When creating a meal plan for the month, there are a few very important tasks we need to follow.
In this post, I’m going to share how I make a monthly meal plan for our family of 5 in less than 10 minutes.
Before we get into it, you may want to check out the YouTube video I created when I made our meal plan for the month of September. I used all of the steps below, so you could see our meal plan develop in real time.
Meal Plan For The Month – September
How A Monthly Meal Plan Saves Time
Listen.
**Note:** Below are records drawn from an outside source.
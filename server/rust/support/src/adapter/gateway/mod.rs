pub mod remote_check_http;
pub mod zendesk_client;

pub use remote_check_http::{HttpEntitlementGateway, HttpReleaseTagGateway};
pub use zendesk_client::{ZendeskClient, ZendeskConnector};
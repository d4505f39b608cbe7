use std::sync::Arc;

use crate::domain::entity::SupportTicketPool;
use crate::error::SupportError;
use crate::usecase::HelpdeskGate;

/// 一覧取得の対象とするチケットステータス。
pub const OPEN_PENDING_FILTER: &str = "open,pending";

/// ListTicketsUseCase は open / pending のチケット一覧取得ユースケース。
pub struct ListTicketsUseCase {
    gate: Arc<HelpdeskGate>,
}

impl ListTicketsUseCase {
    pub fn new(gate: Arc<HelpdeskGate>) -> Self {
        Self { gate }
    }

    pub async fn execute(&self, session_id: Option<&str>) -> Result<SupportTicketPool, SupportError> {
        let session = self.gate.open(session_id).await?;
        let tickets = session
            .client()
            .list_requests(OPEN_PENDING_FILTER)
            .await?
            .into_iter()
            .map(|t| session.translate(t))
            .collect();
        Ok(SupportTicketPool::from_tickets(tickets))
    }
}
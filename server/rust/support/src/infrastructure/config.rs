use std::path::PathBuf;

use secrecy::{ExposeSecret, SecretString};
use serde::Deserialize;

use crate::domain::entity::CustomFieldIds;
use crate::domain::service::freshness::DEFAULT_FRESHNESS_WINDOW_SECS;

/// Config はアプリケーション全体の設定を表す。
#[derive(Debug, Clone, Deserialize)]
pub struct Config {
    pub app: AppConfig,
    pub server: ServerConfig,
    #[serde(default)]
    pub log: LogConfig,
    /// 未設定の場合ヘルプデスク連携は利用不可となり、チケット系 API は 503 を返す。
    #[serde(default)]
    pub helpdesk: Option<HelpdeskConfig>,
    #[serde(default)]
    pub support: SupportConfig,
    #[serde(default)]
    pub uploads: UploadConfig,
    #[serde(default)]
    pub session: SessionConfig,
}

/// AppConfig はアプリケーション基本設定を表す。
#[derive(Debug, Clone, Deserialize)]
pub struct AppConfig {
    pub name: String,
    #[serde(default = "default_version")]
    pub version: String,
    #[serde(default = "default_environment")]
    pub environment: String,
}

fn default_version() -> String {
    "0.1.0".to_string()
}

fn default_environment() -> String {
    "dev".to_string()
}

/// ServerConfig はサーバー設定を表す。
#[derive(Debug, Clone, Deserialize)]
pub struct ServerConfig {
    #[serde(default = "default_host")]
    pub host: String,
    #[serde(default = "default_port")]
    pub port: u16,
    /// アップロード API のリクエストボディ上限（バイト）。
    #[serde(default = "default_max_upload_bytes")]
    pub max_upload_bytes: usize,
}

fn default_host() -> String {
    "0.0.0.0".to_string()
}

fn default_port() -> u16 {
    8080
}

fn default_max_upload_bytes() -> usize {
    20 * 1024 * 1024
}

/// LogConfig はログ出力形式の設定。
#[derive(Debug, Clone, Deserialize)]
pub struct LogConfig {
    #[serde(default = "default_log_format")]
    pub format: String,
}

impl Default for LogConfig {
    fn default() -> Self {
        Self {
            format: default_log_format(),
        }
    }
}

fn default_log_format() -> String {
    "json".to_string()
}

/// HelpdeskConfig はヘルプデスク（Zendesk 互換 REST API）連携の設定。
#[derive(Debug, Clone, Deserialize)]
pub struct HelpdeskConfig {
    /// API のベース URL（例: https://example.zendesk.com/api/v2）。
    pub url: String,
    pub custom_field_version: u64,
    pub custom_field_severity: u64,
    #[serde(default = "default_helpdesk_timeout_secs")]
    pub timeout_secs: u64,
}

fn default_helpdesk_timeout_secs() -> u64 {
    30
}

impl HelpdeskConfig {
    pub fn custom_fields(&self) -> CustomFieldIds {
        CustomFieldIds {
            version: self.custom_field_version,
            severity: self.custom_field_severity,
        }
    }
}

/// SupportConfig はサポート契約確認と最新バージョン確認の設定。
#[derive(Debug, Clone, Deserialize)]
pub struct SupportConfig {
    /// ローカルの製品バージョン。空の場合サポート確認は常に失敗する。
    #[serde(default)]
    pub product_version: String,
    #[serde(default)]
    pub token_remote_support: Option<SecretString>,
    #[serde(default = "default_enterprise_repo_url")]
    pub enterprise_repo_url: String,
    #[serde(default = "default_release_tags_url")]
    pub release_tags_url: String,
    #[serde(default = "default_release_tag_prefix")]
    pub release_tag_prefix: String,
    #[serde(default = "default_user_agent")]
    pub user_agent: String,
    #[serde(default = "default_check_interval_secs")]
    pub check_interval_secs: i64,
    #[serde(default = "default_check_timeout_secs")]
    pub timeout_secs: u64,
}

impl Default for SupportConfig {
    fn default() -> Self {
        Self {
            product_version: String::new(),
            token_remote_support: None,
            enterprise_repo_url: default_enterprise_repo_url(),
            release_tags_url: default_release_tags_url(),
            release_tag_prefix: default_release_tag_prefix(),
            user_agent: default_user_agent(),
            check_interval_secs: default_check_interval_secs(),
            timeout_secs: default_check_timeout_secs(),
        }
    }
}

impl SupportConfig {
    /// 空文字列のトークンは未設定として扱う。
    pub fn remote_support_token(&self) -> Option<SecretString> {
        self.token_remote_support
            .as_ref()
            .filter(|t| !t.expose_secret().is_empty())
            .cloned()
    }

    pub fn check_interval(&self) -> chrono::Duration {
        chrono::Duration::seconds(self.check_interval_secs)
    }
}

fn default_enterprise_repo_url() -> String {
    "https://downloads.opennebula.systems/repo/<VERSION>/".to_string()
}

fn default_release_tags_url() -> String {
    "https://api.github.com/repos/opennebula/one/tags".to_string()
}

fn default_release_tag_prefix() -> String {
    "release-".to_string()
}

fn default_user_agent() -> String {
    "One".to_string()
}

fn default_check_interval_secs() -> i64 {
    DEFAULT_FRESHNESS_WINDOW_SECS
}

fn default_check_timeout_secs() -> u64 {
    10
}

/// UploadConfig はアップロードファイルを配置する一時ディレクトリの設定。
#[derive(Debug, Clone, Default, Deserialize)]
pub struct UploadConfig {
    #[serde(default)]
    pub dir: Option<PathBuf>,
}

impl UploadConfig {
    pub fn resolved_dir(&self) -> PathBuf {
        self.dir.clone().unwrap_or_else(std::env::temp_dir)
    }
}

/// SessionConfig はセッション Cookie の設定。
#[derive(Debug, Clone, Deserialize)]
pub struct SessionConfig {
    #[serde(default = "default_cookie_name")]
    pub cookie_name: String,
    #[serde(default)]
    pub cookie_secure: bool,
}

impl Default for SessionConfig {
    fn default() -> Self {
        Self {
            cookie_name: default_cookie_name(),
            cookie_secure: false,
        }
    }
}

fn default_cookie_name() -> String {
    "support_session".to_string()
}

impl Config {
    /// YAML 文字列から設定を読み込む。
    pub fn from_yaml(content: &str) -> anyhow::Result<Self> {
        let config: Config = serde_yaml::from_str(content)?;
        Ok(config)
    }

    /// 設定ファイルパスから設定を読み込む。
    pub fn load(path: &str) -> anyhow::Result<Self> {
        let content = std::fs::read_to_string(path)?;
        Self::from_yaml(&content)
    }
}
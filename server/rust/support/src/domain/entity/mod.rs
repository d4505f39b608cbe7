pub mod credentials;
pub mod support_ticket;

pub use credentials::SessionCredentials;
pub use support_ticket::{
    CustomFieldIds, RemoteComment, RemoteCustomField, RemoteTicket, RequestPool, SupportTicket,
    SupportTicketPool, TicketComment, TicketEnvelope,
};
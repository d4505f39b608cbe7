use std::sync::Arc;

use tracing::info;

use crate::domain::entity::SessionCredentials;
use crate::error::SupportError;
use crate::usecase::HelpdeskGate;

/// StoreCredentialsUseCase はセッションへヘルプデスク認証情報を保存し、検証する。
/// 検証に失敗しても保存済みの認証情報は残る。
pub struct StoreCredentialsUseCase {
    gate: Arc<HelpdeskGate>,
}

impl StoreCredentialsUseCase {
    pub fn new(gate: Arc<HelpdeskGate>) -> Self {
        Self { gate }
    }

    pub async fn execute(
        &self,
        session_id: &str,
        credentials: SessionCredentials,
    ) -> Result<(), SupportError> {
        self.gate.ensure_available()?;

        let email = credentials.email.clone();
        self.gate
            .credential_store()
            .store(session_id, credentials)
            .await
            .map_err(|e| SupportError::Internal(e.to_string()))?;
        info!(email = %email, "helpdesk credentials stored");

        self.gate.open(Some(session_id)).await?;
        Ok(())
    }
}

/// ClearCredentialsUseCase はセッションの認証情報を削除する。
pub struct ClearCredentialsUseCase {
    gate: Arc<HelpdeskGate>,
}

impl ClearCredentialsUseCase {
    pub fn new(gate: Arc<HelpdeskGate>) -> Self {
        Self { gate }
    }

    pub async fn execute(&self, session_id: Option<&str>) -> Result<(), SupportError> {
        self.gate.ensure_available()?;

        if let Some(id) = session_id {
            self.gate
                .credential_store()
                .clear(id)
                .await
                .map_err(|e| SupportError::Internal(e.to_string()))?;
        }
        info!("helpdesk credentials cleared");
        Ok(())
    }
}

#[cfg(test)]
mod tests {
    use super::*;
    use crate::domain::entity::CustomFieldIds;
    use crate::domain::repository::credential_store::MockCredentialStore;
    use crate::domain::repository::helpdesk::{MockHelpdeskClient, MockHelpdeskConnector};
    use crate::domain::repository::{HelpdeskClient, HelpdeskError, HelpdeskUser};
    use crate::usecase::HelpdeskIntegration;

    fn gate(store: MockCredentialStore, client: MockHelpdeskClient) -> Arc<HelpdeskGate> {
        let client: Arc<dyn HelpdeskClient> = Arc::new(client);
        let mut connector = MockHelpdeskConnector::new();
        connector
            .expect_connect()
            .returning(move |_| Ok(client.clone()));
        Arc::new(HelpdeskGate::new(
            Some(HelpdeskIntegration {
                connector: Arc::new(connector),
                fields: CustomFieldIds {
                    version: 1,
                    severity: 2,
                },
            }),
            Arc::new(store),
        ))
    }

    #[tokio::test]
    async fn test_store_then_validate() {
        let mut store = MockCredentialStore::new();
        store
            .expect_store()
            .withf(|id, creds| id == "s1" && creds.email == "ops@example.com")
            .times(1)
            .returning(|_, _| Ok(()));
        store
            .expect_load()
            .returning(|_| Ok(Some(SessionCredentials::new("ops@example.com", "pw"))));
        let mut client = MockHelpdeskClient::new();
        client.expect_current_user().times(1).returning(|| {
            Ok(Some(HelpdeskUser { id: Some(10) }))
        });
        let uc = StoreCredentialsUseCase::new(gate(store, client));

        let result = uc
            .execute("s1", SessionCredentials::new("ops@example.com", "pw"))
            .await;
        assert!(result.is_ok());
    }

    #[tokio::test]
    async fn test_store_with_bad_credentials_keeps_them() {
        let mut store = MockCredentialStore::new();
        store.expect_store().times(1).returning(|_, _| Ok(()));
        store
            .expect_load()
            .returning(|_| Ok(Some(SessionCredentials::new("ops@example.com", "bad"))));
        store.expect_clear().never();
        let mut client = MockHelpdeskClient::new();
        client
            .expect_current_user()
            .returning(|| Err(HelpdeskError::Unauthorized));
        let uc = StoreCredentialsUseCase::new(gate(store, client));

        let result = uc
            .execute("s1", SessionCredentials::new("ops@example.com", "bad"))
            .await;
        assert!(matches!(result, Err(SupportError::Unauthorized(_))));
    }

    #[tokio::test]
    async fn test_clear_removes_session_credentials() {
        let mut store = MockCredentialStore::new();
        store
            .expect_clear()
            .withf(|id| id == "s1")
            .times(1)
            .returning(|_| Ok(()));
        let uc = ClearCredentialsUseCase::new(gate(store, MockHelpdeskClient::new()));

        assert!(uc.execute(Some("s1")).await.is_ok());
    }

    #[tokio::test]
    async fn test_clear_without_session_is_noop() {
        let mut store = MockCredentialStore::new();
        store.expect_clear().never();
        let uc = ClearCredentialsUseCase::new(gate(store, MockHelpdeskClient::new()));

        assert!(uc.execute(None).await.is_ok());
    }

    #[tokio::test]
    async fn test_credentials_without_integration_are_unavailable() {
        let gate = Arc::new(HelpdeskGate::new(None, Arc::new(MockCredentialStore::new())));
        let store_uc = StoreCredentialsUseCase::new(gate.clone());
        let clear_uc = ClearCredentialsUseCase::new(gate);

        let result = store_uc
            .execute("s1", SessionCredentials::new("ops@example.com", "pw"))
            .await;
        assert!(matches!(result, Err(SupportError::ServiceUnavailable(_))));
        let result = clear_uc.execute(Some("s1")).await;
        assert!(matches!(result, Err(SupportError::ServiceUnavailable(_))));
    }
}
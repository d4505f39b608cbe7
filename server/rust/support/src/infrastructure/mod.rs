pub mod cache;
pub mod clock;
pub mod config;
pub mod logger;
pub mod temp_upload;
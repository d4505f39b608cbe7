use axum::extract::State;
use axum::response::IntoResponse;
use axum::Json;

use super::AppState;

/// GET /healthz
pub async fn healthz() -> impl IntoResponse {
    Json(serde_json::json!({"status": "ok"}))
}

/// GET /readyz
pub async fn readyz(State(state): State<AppState>) -> impl IntoResponse {
    // ヘルプデスク未設定でもサポート確認 API は動作するため ready とする
    let helpdesk_status = if state.gate.is_available() {
        "ok"
    } else {
        "not_configured"
    };

    Json(serde_json::json!({
        "status": "ready",
        "checks": {
            "helpdesk": helpdesk_status
        }
    }))
}

#[cfg(test)]
mod tests {
    use std::sync::Arc;

    use axum::body::Body;
    use axum::http::{Request, StatusCode};
    use tower::ServiceExt;

    use crate::adapter::handler::router;
    use crate::adapter::handler::test_support::{make_state, response_json};
    use crate::adapter::repository::InMemoryCredentialStore;
    use crate::domain::repository::helpdesk::MockHelpdeskClient;

    #[tokio::test]
    async fn test_healthz() {
        let app = router(make_state(
            MockHelpdeskClient::new(),
            Arc::new(InMemoryCredentialStore::new()),
            None,
        ));
        let req = Request::builder().uri("/healthz").body(Body::empty()).unwrap();

        let (status, json) = response_json(app.oneshot(req).await.unwrap()).await;
        assert_eq!(status, StatusCode::OK);
        assert_eq!(json["status"], "ok");
    }

    #[tokio::test]
    async fn test_readyz_reports_helpdesk() {
        let app = router(make_state(
            MockHelpdeskClient::new(),
            Arc::new(InMemoryCredentialStore::new()),
            None,
        ));
        let req = Request::builder().uri("/readyz").body(Body::empty()).unwrap();

        let (status, json) = response_json(app.oneshot(req).await.unwrap()).await;
        assert_eq!(status, StatusCode::OK);
        assert_eq!(json["status"], "ready");
        assert_eq!(json["checks"]["helpdesk"], "ok");
    }
}
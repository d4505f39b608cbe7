/// エンタープライズリポジトリ URL 中のバージョン置換プレースホルダー。
pub const VERSION_PLACEHOLDER: &str = "<VERSION>";

/// 製品バージョンからエンタープライズリリース系列（major.minor）を求める。
///
/// パッチ部分を落とし、minor を直下の偶数へ切り下げる。
/// エンタープライズリリースは偶数 minor でのみ公開される。
/// ドットが 2 つ未満のバージョンは正規化できないため None を返す。
pub fn enterprise_release(product_version: &str) -> Option<String> {
    let without_patch = &product_version[..product_version.rfind('.')?];
    let minor_idx = without_patch.rfind('.')?;
    let major = &without_patch[..minor_idx];
    let mut minor = leading_integer(&without_patch[minor_idx + 1..]);
    if minor % 2 != 0 {
        minor -= 1;
    }
    Some(format!("{}.{}", major, minor))
}

/// テンプレートの <VERSION> をエンタープライズリリース系列で置換した URL を返す。
pub fn enterprise_repo_url(template: &str, product_version: &str) -> Option<String> {
    enterprise_release(product_version).map(|release| template.replace(VERSION_PLACEHOLDER, &release))
}

/// 先頭の数字列を整数として読む。数字がなければ 0。
pub(crate) fn leading_integer(s: &str) -> i64 {
    let s = s.trim_start();
    let (negative, digits) = match s.strip_prefix('-') {
        Some(rest) => (true, rest),
        None => (false, s.strip_prefix('+').unwrap_or(s)),
    };
    let end = digits
        .find(|c: char| !c.is_ascii_digit())
        .unwrap_or(digits.len());
    let value = digits[..end].parse::<i64>().unwrap_or(0);
    if negative {
        -value
    } else {
        value
    }
}

#[cfg(test)]
mod tests {
    use super::*;

    const TEMPLATE: &str = "https://downloads.opennebula.systems/repo/<VERSION>/";

    #[test]
    fn test_even_minor_is_kept() {
        assert_eq!(enterprise_release("5.12.4").as_deref(), Some("5.12"));
    }

    #[test]
    fn test_odd_minor_is_rounded_down() {
        assert_eq!(enterprise_release("5.11.80").as_deref(), Some("5.10"));
        assert_eq!(enterprise_release("6.1.0").as_deref(), Some("6.0"));
    }

    #[test]
    fn test_minor_zero_stays_zero() {
        assert_eq!(enterprise_release("6.0.1").as_deref(), Some("6.0"));
    }

    #[test]
    fn test_version_without_patch_cannot_be_normalized() {
        assert!(enterprise_release("5.12").is_none());
        assert!(enterprise_release("5").is_none());
        assert!(enterprise_release("").is_none());
    }

    #[test]
    fn test_repo_url_substitutes_version() {
        assert_eq!(
            enterprise_repo_url(TEMPLATE, "5.13.85").as_deref(),
            Some("https://downloads.opennebula.systems/repo/5.12/")
        );
    }

    #[test]
    fn test_leading_integer() {
        assert_eq!(leading_integer("12"), 12);
        assert_eq!(leading_integer("12rc1"), 12);
        assert_eq!(leading_integer("rc"), 0);
        assert_eq!(leading_integer(""), 0);
    }
}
We all know meal planning saves time in the long run, but when you are just too busy for just about everything in your mom life, this is the ultimate hack.
You have to worry about school pick-up, lunch, after-school activities, dinner, weekend games and clubs, plus all the other things you need to do for your own well-being. Meal planning shouldn’t add to that stress.
By making a meal plan for the whole month, you’re taking one huge thing off of your plate for 4 weeks. Sounds awesome? It is.
Monthly Meal Plan Steps
There are 3 essential steps you need to do in order to make a complete monthly meal plan.
- Write staple meals first
- Plan around the protein
- Alternate breakfast and lunch
These will all make more sense as we break them down below, but creating a monthly meal plan is about streamlining each and every meal you can. Let’s discuss.
Write Staple Meals First
Are you a Taco Tuesday family? Do you have pizza for dinner every Tuesday or Friday night? When it comes to take-out, is it your family tradition to pick a place every Sunday evening. Plug in those staple meals.
For our family, we have pizza every Friday, Mac and cheese with spinach every Monday in the fall and winter, and Pancakes every Sunday morning.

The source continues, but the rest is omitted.